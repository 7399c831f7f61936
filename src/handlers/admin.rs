//! Administrative endpoints: provider status, explicit storage reap, and
//! credential reload.

use crate::cookies::ValidationResult;
use crate::error::{ServiceError, ServiceResult};
use crate::extractor::ExtractorLivenessProbe;
use crate::state::AppState;
use crate::storage::{run_reaper_pass, ReaperReport};
use axum::extract::State;
use axum::Json;
use serde::{Deserialize, Serialize};
use std::time::Duration;
use tracing::instrument;

#[derive(Debug, Deserialize)]
pub struct ProviderNameBody {
    pub provider: String,
}

#[derive(Debug, Serialize)]
pub struct ProviderStatus {
    pub name: String,
    pub enabled: bool,
    pub credential_configured: bool,
    pub validation_result: Option<&'static str>,
    pub age_seconds: Option<i64>,
    pub is_aging: Option<bool>,
}

#[instrument(skip(state))]
pub async fn list_providers(State(state): State<AppState>) -> Json<Vec<ProviderStatus>> {
    let dispatcher = state.dispatcher.lock().await;
    let mut statuses = Vec::with_capacity(state.config.providers.len());
    for provider in &state.config.providers {
        let snapshot = state.cookie_store.snapshot(&provider.name).await;
        statuses.push(ProviderStatus {
            name: provider.name.clone(),
            enabled: dispatcher.is_enabled(&provider.name),
            credential_configured: provider.cookie_path.is_some(),
            validation_result: snapshot.as_ref().map(|r| validation_label(r.validation_result)),
            age_seconds: state.cookie_store.age_seconds(&provider.name).await,
            is_aging: state.cookie_store.is_aging(&provider.name).await,
        });
    }
    Json(statuses)
}

#[derive(Debug, Serialize)]
pub struct ReapResult {
    pub files_removed: usize,
    pub bytes_reclaimed: u64,
}

impl From<ReaperReport> for ReapResult {
    fn from(r: ReaperReport) -> Self {
        Self {
            files_removed: r.files_removed,
            bytes_reclaimed: r.bytes_reclaimed,
        }
    }
}

#[instrument(skip(state))]
pub async fn trigger_reap(State(state): State<AppState>) -> Json<ReapResult> {
    let report = run_reaper_pass(
        &state.config.storage.output_dir,
        &state.job_store,
        state.config.storage.cleanup_threshold_pct as f64,
        Duration::from_secs(state.config.storage.cleanup_age_hours * 3600),
        true,
    )
    .await;
    Json(report.into())
}

fn liveness_probe(state: &AppState) -> ExtractorLivenessProbe {
    ExtractorLivenessProbe {
        invoker: state.invoker.clone(),
        providers: state.config.providers.clone(),
        timeout: Duration::from_secs(state.config.timeouts.metadata_attempt_secs),
    }
}

fn validation_label(result: ValidationResult) -> &'static str {
    match result {
        ValidationResult::Unchecked => "UNCHECKED",
        ValidationResult::Valid => "VALID",
        ValidationResult::Invalid => "INVALID",
    }
}

async fn provider_status_snapshot(state: &AppState, provider: &str) -> ProviderStatus {
    let snapshot = state.cookie_store.snapshot(provider).await;
    ProviderStatus {
        name: provider.to_string(),
        enabled: state.dispatcher.lock().await.is_enabled(provider),
        credential_configured: true,
        validation_result: snapshot.as_ref().map(|r| validation_label(r.validation_result)),
        age_seconds: state.cookie_store.age_seconds(provider).await,
        is_aging: state.cookie_store.is_aging(provider).await,
    }
}

/// `POST /api/v1/admin/validate-cookie` — forces a fresh validation probe,
/// bypassing the cache-until window only if it has expired or the file
/// changed (`CookieStore::validate` itself decides that); this is the
/// "force validation" contract of §6, not an unconditional reprobe.
#[instrument(skip(state))]
pub async fn validate_cookie(
    State(state): State<AppState>,
    Json(body): Json<ProviderNameBody>,
) -> ServiceResult<Json<ProviderStatus>> {
    if !state.cookie_store.has_provider(&body.provider).await {
        return Err(ServiceError::MissingCookie);
    }

    let probe = liveness_probe(&state);
    state
        .cookie_store
        .validate(&body.provider, &probe)
        .await
        .map_err(ServiceError::Internal)?;

    Ok(Json(provider_status_snapshot(&state, &body.provider).await))
}

/// `POST /api/v1/admin/reload-cookie` — atomically re-reads the provider's
/// configured credential path from disk and re-validates it; on a failed
/// validation the previous credential is restored and the request fails
/// with 400, per §6's "400 if new credential invalid".
#[instrument(skip(state))]
pub async fn reload_cookie(
    State(state): State<AppState>,
    Json(body): Json<ProviderNameBody>,
) -> ServiceResult<Json<ProviderStatus>> {
    let provider = state
        .config
        .providers
        .iter()
        .find(|p| p.name == body.provider)
        .ok_or(ServiceError::ComponentUnavailable(body.provider.clone()))?;
    let cookie_path = provider
        .cookie_path
        .as_ref()
        .ok_or(ServiceError::MissingCookie)?;

    let probe = liveness_probe(&state);
    state
        .cookie_store
        .reload(&body.provider, cookie_path, &probe)
        .await
        .map_err(|e| ServiceError::InvalidFormat(e.to_string()))?;

    Ok(Json(provider_status_snapshot(&state, &body.provider).await))
}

◆ **TASK GOAL**:
Working from the material above, retype exactly the lines from the one with "this is the" through the one with "on a failed", both included, and only those lines.

◆ **THE COMPLETED TASK**:
/// changed (`CookieStore::validate` itself decides that); this is the
/// "force validation" contract of §6, not an unconditional reprobe.
#[instrument(skip(state))]
pub async fn validate_cookie(
    State(state): State<AppState>,
    Json(body): Json<ProviderNameBody>,
) -> ServiceResult<Json<ProviderStatus>> {
    if !state.cookie_store.has_provider(&body.provider).await {
        return Err(ServiceError::MissingCookie);
    }

    let probe = liveness_probe(&state);
    state
        .cookie_store
        .validate(&body.provider, &probe)
        .await
        .map_err(ServiceError::Internal)?;

    Ok(Json(provider_status_snapshot(&state, &body.provider).await))
}

/// `POST /api/v1/admin/reload-cookie` — atomically re-reads the provider's
/// configured credential path from disk and re-validates it; on a failed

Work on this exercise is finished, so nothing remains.